Workforce Trends

Technology Jobs Report June 2024

Decline in Temporary Services overshadows modest tech gains — total technology employment may have shrunk by 37,000 positions.

Praveen Ghanta Praveen Ghanta, CEO, Hire Fraction · July 5, 2024 ·5 min read
tech jobsworkforce trendsBLS jobs reporttemporary services
Technology Jobs Report June 2024
What you’ll learn
  • Why the June 2024 net tech job loss reached an estimated 37,000 despite gains in software and cloud
  • Which five subsectors Fraction tracks in the monthly BLS Employment Situation report
  • How each subsector performed in June 2024 — from Telecom’s decline to Software’s continued growth
  • What the Indeed postings index at 69 means for tech hiring relative to pre-pandemic levels
  • Where technology employment stands in the long-term trend since its 2022 peak

While employment in the overall US economy is growing, technology continues to lag. The June 2024 BLS Jobs Report shows a net contraction of roughly 37,000 tech positions — with Temporary Professional Services erasing modest gains posted elsewhere in the sector.

What happened to technology employment in June 2024?

Technology employment may have shrunk by as many as 37,000 jobs in June 2024. The headline number is almost entirely a function of one category: Temporary Professional Services, which shed 45,600 positions in the month. Many workers in that category fill technology-related contract and contingent roles, making its decline a direct signal of tightening demand for flexible tech headcount.

The rest of the tech subsectors told a more resilient story.
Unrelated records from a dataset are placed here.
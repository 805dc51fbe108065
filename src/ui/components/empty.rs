//! Empty state component renderer.
//!
//! Shown when no reports exist yet: a centered message with a dimmed hint
//! underneath.

use crate::ui::helpers::center;
use crate::ui::theme::Theme;
use crate::ui::viewmodel::EmptyState;

/// Renders the empty-state block.
#[must_use]
pub fn render_empty_state(empty: &EmptyState, theme: &Theme, cols: usize) -> Vec<String> {
    vec![
        String::new(),
        format!(
            "{}{}{}{}",
            Theme::bold(),
            Theme::fg(&theme.colors.empty_state_fg),
            center(&empty.message, cols),
            Theme::reset()
        ),
        format!(
            "{}{}{}",
            Theme::fg(&theme.colors.text_dim),
            center(&empty.subtitle, cols),
            Theme::reset()
        ),
    ]
}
Three of the five areas Fraction monitors posted gains, and none of the remaining declines were large enough to shift the overall picture without the temporary services collapse.

Data note

Fraction tracks technology employment by monitoring five subsectors in the monthly BLS Employment Situation report: Telecommunications; Hosting and Cloud Infrastructure; Web Portals and Information Sites; Computer Software and Consulting; and Temporary Professional Services. The last category is included because a substantial share of temporary professional employees work in technology roles.

How did each technology subsector perform in June 2024?

The five subsectors moved in different directions in June 2024. Here is the breakdown:

SubsectorBLS Category (Table B-1)June 2024 Change
TelecommunicationsTelecommunications−1,300
Hosting + Cloud InfrastructureComputing infrastructure providers, data processing, web hosting, and related services+1,000
Web Portals + Information SitesWeb search portals, libraries, archives, and other information services+1,100
Computer Software + ConsultingComputer systems design and related services+7,400
Temporary Professional ServicesEmployment services under Professional and Business Services−45,600

Telecommunications fell by 1,300 positions, continuing a long-term contraction in that industry that has been underway for years. Hosting and Cloud Infrastructure grew by 1,000, and Web Portals and Information Sites added 1,100 jobs. Computer Software and Consulting continued its upward trajectory with 7,400 new positions — the only subsector adding jobs at meaningful scale.

Temporary Professional Services absorbed all of those gains and more, with a single-month loss of 45,600. That category encompasses a wide range of contract workers, many placed in technology and engineering roles. Its decline reflects the broader pullback in contingent and project-based tech hiring that has been a consistent theme since 2022.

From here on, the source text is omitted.